Your goal >> For each line below with the word "unknown", write out a copy.
%%
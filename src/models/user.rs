use serde::{Deserialize, Serialize};
use uuid::Uuid;

/// Account record. `password` stays empty for OAuth-backed accounts and is
/// never serialized into responses.
#[derive(Debug, Clone, Serialize, Deserialize)]
pub struct User {
    pub id: Uuid,
    pub username: String,
    #[serde(skip_serializing, default)]
    pub password: String,
    pub company_name: Option<String>,
    pub role: String,
    pub email: Option<String>,
}
use chrono::NaiveDate;
use serde::{Deserialize, Serialize};
use uuid::Uuid;
use validator::Validate;

use crate::models::candidate::{Candidate, CandidateStatus, Recommendation};

#[derive(Debug, Clone, Serialize, Deserialize, Validate)]
pub struct CreateCandidatePayload {
    pub job_id: Uuid,
    #[validate(length(min = 1))]
    pub name: String,
    #[validate(email)]
    pub email: String,
    pub phone: Option<String>,
    #[validate(range(min = 0, max = 100))]
    pub resume_score: Option<i32>,
    pub rationale: Option<String>,
    pub recommendation: Option<Recommendation>,
    pub status: Option<CandidateStatus>,
    pub applied_date: Option<NaiveDate>,
}

#[derive(Debug, Clone, Serialize, Deserialize, Validate)]
pub struct UpdateCandidatePayload {
    #[validate(length(min = 1))]
    pub name: Option<String>,
    #[validate(email)]
    pub email: Option<String>,
    pub phone: Option<String>,
    #[validate(range(min = 0, max = 100))]
    pub resume_score: Option<i32>,
    pub rationale: Option<String>,
    pub recommendation: Option<Recommendation>,
    pub status: Option<CandidateStatus>,
}

#[derive(Debug, Clone, Serialize, Deserialize, Default)]
#[serde(default)]
pub struct CandidateListQuery {
    pub job_id: Option<Uuid>,
}

#[derive(Debug, Clone, Serialize, Deserialize)]
pub struct CandidateResponse {
    pub id: Uuid,
    pub job_id: Uuid,
    pub name: String,
    pub email: String,
    pub phone: Option<String>,
    pub resume_score: Option<i32>,
    pub rationale: Option<String>,
    pub recommendation: Option<Recommendation>,
    pub status: CandidateStatus,
    pub applied_date: NaiveDate,
    pub last_updated: NaiveDate,
}

impl From<Candidate> for CandidateResponse {
    fn from(value: Candidate) -> Self {
        Self {
            id: value.id,
            job_id: value.job_id,
            name: value.name,
            email: value.email,
            phone: value.phone,
            resume_score: value.resume_score,
            rationale: value.rationale,
            recommendation: value.recommendation,
            status: value.status,
            applied_date: value.applied_date,
            last_updated: value.last_updated,
        }
    }
}
use std::env;
use std::sync::Arc;

use axum::{
    body::{to_bytes, Body},
    http::{Request, StatusCode},
    routing::{get, post},
    Router,
};
use chrono::Utc;
use serde_json::{json, Value as JsonValue};
use tower::ServiceExt;
use uuid::Uuid;

use hireflow_backend::store::MemoryStore;
use hireflow_backend::AppState;

fn test_state() -> AppState {
    env::set_var("SERVER_ADDRESS", "127.0.0.1:0");
    env::set_var("API_RPS", "100");
    env::set_var("WEBHOOK_RPS", "100");
    let _ = hireflow_backend::config::init_config();
    AppState::new(Arc::new(MemoryStore::new()))
}

fn app(state: AppState) -> Router {
    Router::new()
        .route(
            "/api/jobs",
            post(hireflow_backend::routes::job_routes::create_job),
        )
        .route(
            "/api/candidates",
            get(hireflow_backend::routes::candidate_routes::list_candidates)
                .post(hireflow_backend::routes::candidate_routes::create_candidate),
        )
        .route(
            "/api/candidates/:id",
            get(hireflow_backend::routes::candidate_routes::get_candidate)
                .patch(hireflow_backend::routes::candidate_routes::update_candidate)
                .delete(hireflow_backend::routes::candidate_routes::delete_candidate),
        )
        .with_state(state)
}

async fn body_json(resp: axum::response::Response) -> JsonValue {
    let bytes = to_bytes(resp.into_body(), 1024 * 1024).await.unwrap();
    serde_json::from_slice(&bytes).unwrap()
}

fn json_request(method: &str, uri: &str, body: JsonValue) -> Request<Body> {
    Request::builder()
        .method(method)
        .uri(uri)
        .header("content-type", "application/json")
        .body(Body::from(body.to_string()))
        .unwrap()
}

async fn create_job(app: &Router) -> String {
    let resp = app
        .clone()
        .oneshot(json_request(
            "POST",
            "/api/jobs",
            json!({
                "title": "Backend Engineer",
                "department": "Eng",
                "description": "d",
                "requirements": "r",
                "location": "Remote",
                "job_type": "full-time"
            }),
        ))
        .await
        .unwrap();
    assert_eq!(resp.status(), StatusCode::CREATED);
    body_json(resp).await["id"].as_str().unwrap().to_string()
}

async fn create_candidate(app: &Router, job_id: &str, extra: JsonValue) -> JsonValue {
    let mut payload = json!({
        "job_id": job_id,
        "name": "Alice",
        "email": "alice@example.com"
    });
    if let (Some(base), Some(extra)) = (payload.as_object_mut(), extra.as_object()) {
        for (key, value) in extra {
            base.insert(key.clone(), value.clone());
        }
    }
    let resp = app
        .clone()
        .oneshot(json_request("POST", "/api/candidates", payload))
        .await
        .unwrap();
    assert_eq!(resp.status(), StatusCode::CREATED);
    body_json(resp).await
}

#[tokio::test]
async fn empty_patch_still_stamps_last_updated() {
    let app = app(test_state());
    let job_id = create_job(&app).await;
    let candidate = create_candidate(
        &app,
        &job_id,
        json!({ "applied_date": "2026-01-05" }),
    )
    .await;
    let id = candidate["id"].as_str().unwrap();

    let resp = app
        .clone()
        .oneshot(json_request(
            "PATCH",
            &format!("/api/candidates/{}", id),
            json!({}),
        ))
        .await
        .unwrap();
    assert_eq!(resp.status(), StatusCode::OK);
    let body = body_json(resp).await;
    let today = Utc::now().date_naive().to_string();
    assert_eq!(body["last_updated"].as_str().unwrap(), today);
    assert_eq!(body["status"], "pending");
}

#[tokio::test]
async fn illegal_transition_is_rejected_and_status_unchanged() {
    let app = app(test_state());
    let job_id = create_job(&app).await;
    let candidate = create_candidate(&app, &job_id, json!({})).await;
    let id = candidate["id"].as_str().unwrap();

    let resp = app
        .clone()
        .oneshot(json_request(
            "PATCH",
            &format!("/api/candidates/{}", id),
            json!({ "status": "hired" }),
        ))
        .await
        .unwrap();
    assert_eq!(resp.status(), StatusCode::UNPROCESSABLE_ENTITY);

    let resp = app
        .clone()
        .oneshot(
            Request::builder()
                .uri(format!("/api/candidates/{}", id))
                .body(Body::empty())
                .unwrap(),
        )
        .await
        .unwrap();
    let body = body_json(resp).await;
    assert_eq!(body["status"], "pending");
}

#[tokio::test]
async fn pipeline_walk_pending_to_rejected() {
    let app = app(test_state());
    let job_id = create_job(&app).await;
    let candidate = create_candidate(&app, &job_id, json!({})).await;
    let id = candidate["id"].as_str().unwrap().to_string();

    for (next, expected) in [
        ("screened", StatusCode::OK),
        ("email_sent", StatusCode::OK),
        ("rejected", StatusCode::OK),
        // terminal: nothing moves out of rejected
        ("screened", StatusCode::UNPROCESSABLE_ENTITY),
    ] {
        let resp = app
            .clone()
            .oneshot(json_request(
                "PATCH",
                &format!("/api/candidates/{}", id),
                json!({ "status": next }),
            ))
            .await
            .unwrap();
        assert_eq!(resp.status(), expected, "transition to {}", next);
    }
}

#[tokio::test]
async fn create_requires_existing_job() {
    let app = app(test_state());

    let resp = app
        .clone()
        .oneshot(json_request(
            "POST",
            "/api/candidates",
            json!({
                "job_id": Uuid::new_v4(),
                "name": "Ghost",
                "email": "ghost@example.com"
            }),
        ))
        .await
        .unwrap();
    assert_eq!(resp.status(), StatusCode::BAD_REQUEST);
}

#[tokio::test]
async fn create_rejects_out_of_range_score_and_bad_email() {
    let app = app(test_state());
    let job_id = create_job(&app).await;

    let resp = app
        .clone()
        .oneshot(json_request(
            "POST",
            "/api/candidates",
            json!({ "job_id": job_id, "name": "A", "email": "not-an-email" }),
        ))
        .await
        .unwrap();
    assert_eq!(resp.status(), StatusCode::BAD_REQUEST);

    let resp = app
        .clone()
        .oneshot(json_request(
            "POST",
            "/api/candidates",
            json!({
                "job_id": job_id,
                "name": "A",
                "email": "a@example.com",
                "resume_score": 150
            }),
        ))
        .await
        .unwrap();
    assert_eq!(resp.status(), StatusCode::BAD_REQUEST);
}

#[tokio::test]
async fn patch_and_delete_on_missing_candidate_are_not_found() {
    let app = app(test_state());
    let missing = Uuid::new_v4();

    let resp = app
        .clone()
        .oneshot(json_request(
            "PATCH",
            &format!("/api/candidates/{}", missing),
            json!({ "name": "Nobody" }),
        ))
        .await
        .unwrap();
    assert_eq!(resp.status(), StatusCode::NOT_FOUND);

    let resp = app
        .clone()
        .oneshot(
            Request::builder()
                .method("DELETE")
                .uri(format!("/api/candidates/{}", missing))
                .body(Body::empty())
                .unwrap(),
        )
        .await
        .unwrap();
    assert_eq!(resp.status(), StatusCode::NOT_FOUND);
}

#[tokio::test]
async fn list_filters_by_job() {
    let app = app(test_state());
    let job_a = create_job(&app).await;
    let job_b = create_job(&app).await;
    create_candidate(&app, &job_a, json!({ "email": "a@example.com" })).await;
    create_candidate(&app, &job_b, json!({ "email": "b@example.com" })).await;

    let resp = app
        .clone()
        .oneshot(
            Request::builder()
                .uri(format!("/api/candidates?job_id={}", job_a))
                .body(Body::empty())
                .unwrap(),
        )
        .await
        .unwrap();
    let body = body_json(resp).await;
    let items = body.as_array().unwrap();
    assert_eq!(items.len(), 1);
    assert_eq!(items[0]["job_id"].as_str().unwrap(), job_a);
}
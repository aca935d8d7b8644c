use std::sync::{Arc, Mutex};
use std::time::{Duration, Instant};

use axum::body::Body;
use axum::extract::State;
use axum::http::{Request, StatusCode};
use axum::middleware::Next;
use axum::response::{IntoResponse, Response};
use axum::Json;
use serde_json::json;

#[derive(Debug)]
struct WindowState {
    start: Instant,
    count: u32,
}

/// Fixed one-second window shared across all callers of the router group
/// it guards.
#[derive(Clone, Debug)]
pub struct RateLimiter {
    rps: u32,
    window: Arc<Mutex<WindowState>>,
}

impl RateLimiter {
    fn new(rps: u32) -> Self {
        Self {
            rps: rps.max(1),
            window: Arc::new(Mutex::new(WindowState {
                start: Instant::now(),
                count: 0,
            })),
        }
    }

    fn allow(&self) -> bool {
        let mut guard = self.window.lock().expect("rate limiter mutex poisoned");
        let now = Instant::now();
        if now.duration_since(guard.start) >= Duration::from_secs(1) {
            guard.start = now;
            guard.count = 0;
        }
        if guard.count < self.rps {
            guard.count += 1;
            true
        } else {
            false
        }
    }
}

pub async fn rps_middleware(
    State(state): State<RateLimiter>,
    req: Request<Body>,
    next: Next,
) -> Response {
    if !state.allow() {
        return (
            StatusCode::TOO_MANY_REQUESTS,
            Json(json!({ "error": "rate_limit_exceeded" })),
        )
            .into_response();
    }
    next.run(req).await
}

pub fn new_rps_state(rps: u32) -> RateLimiter {
    RateLimiter::new(rps)
}
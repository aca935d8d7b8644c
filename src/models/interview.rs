use chrono::{DateTime, NaiveDate, Utc};
use serde::{Deserialize, Serialize};
use std::str::FromStr;
use uuid::Uuid;

#[derive(Debug, Clone, Copy, PartialEq, Eq, Serialize, Deserialize)]
#[serde(rename_all = "lowercase")]
pub enum InterviewType {
    Interview,
    Prescreen,
}

impl InterviewType {
    pub fn as_str(&self) -> &'static str {
        match self {
            InterviewType::Interview => "interview",
            InterviewType::Prescreen => "prescreen",
        }
    }
}

impl FromStr for InterviewType {
    type Err = String;

    fn from_str(s: &str) -> Result<Self, Self::Err> {
        match s {
            "interview" => Ok(InterviewType::Interview),
            "prescreen" => Ok(InterviewType::Prescreen),
            other => Err(format!("unknown interview type: {}", other)),
        }
    }
}

impl std::fmt::Display for InterviewType {
    fn fmt(&self, f: &mut std::fmt::Formatter<'_>) -> std::fmt::Result {
        f.write_str(self.as_str())
    }
}

#[derive(Debug, Clone, Copy, PartialEq, Eq, Serialize, Deserialize)]
#[serde(rename_all = "lowercase")]
pub enum InterviewStatus {
    Scheduled,
    Completed,
    Cancelled,
}

impl InterviewStatus {
    pub fn as_str(&self) -> &'static str {
        match self {
            InterviewStatus::Scheduled => "scheduled",
            InterviewStatus::Completed => "completed",
            InterviewStatus::Cancelled => "cancelled",
        }
    }
}

impl FromStr for InterviewStatus {
    type Err = String;

    fn from_str(s: &str) -> Result<Self, Self::Err> {
        match s {
            "scheduled" => Ok(InterviewStatus::Scheduled),
            "completed" => Ok(InterviewStatus::Completed),
            "cancelled" => Ok(InterviewStatus::Cancelled),
            other => Err(format!("unknown interview status: {}", other)),
        }
    }
}

impl std::fmt::Display for InterviewStatus {
    fn fmt(&self, f: &mut std::fmt::Formatter<'_>) -> std::fmt::Result {
        f.write_str(self.as_str())
    }
}

#[derive(Debug, Clone, Serialize, Deserialize)]
pub struct Interview {
    pub id: Uuid,
    pub candidate_id: Uuid,
    pub job_id: Uuid,
    pub interview_type: InterviewType,
    pub scheduled_date: NaiveDate,
    pub scheduled_time: String,
    pub message: Option<String>,
    pub channels: Vec<String>,
    pub status: InterviewStatus,
    pub created_at: DateTime<Utc>,
}

impl Interview {
    /// Comma-joined channel list, the display form used in notification
    /// payloads ("email,whatsapp").
    pub fn channels_display(&self) -> String {
        self.channels.join(",")
    }
}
%%
Exercise result >>
            other => Err(format!("unknown interview type: {}", other)),
            other => Err(format!("unknown interview status: {}", other)),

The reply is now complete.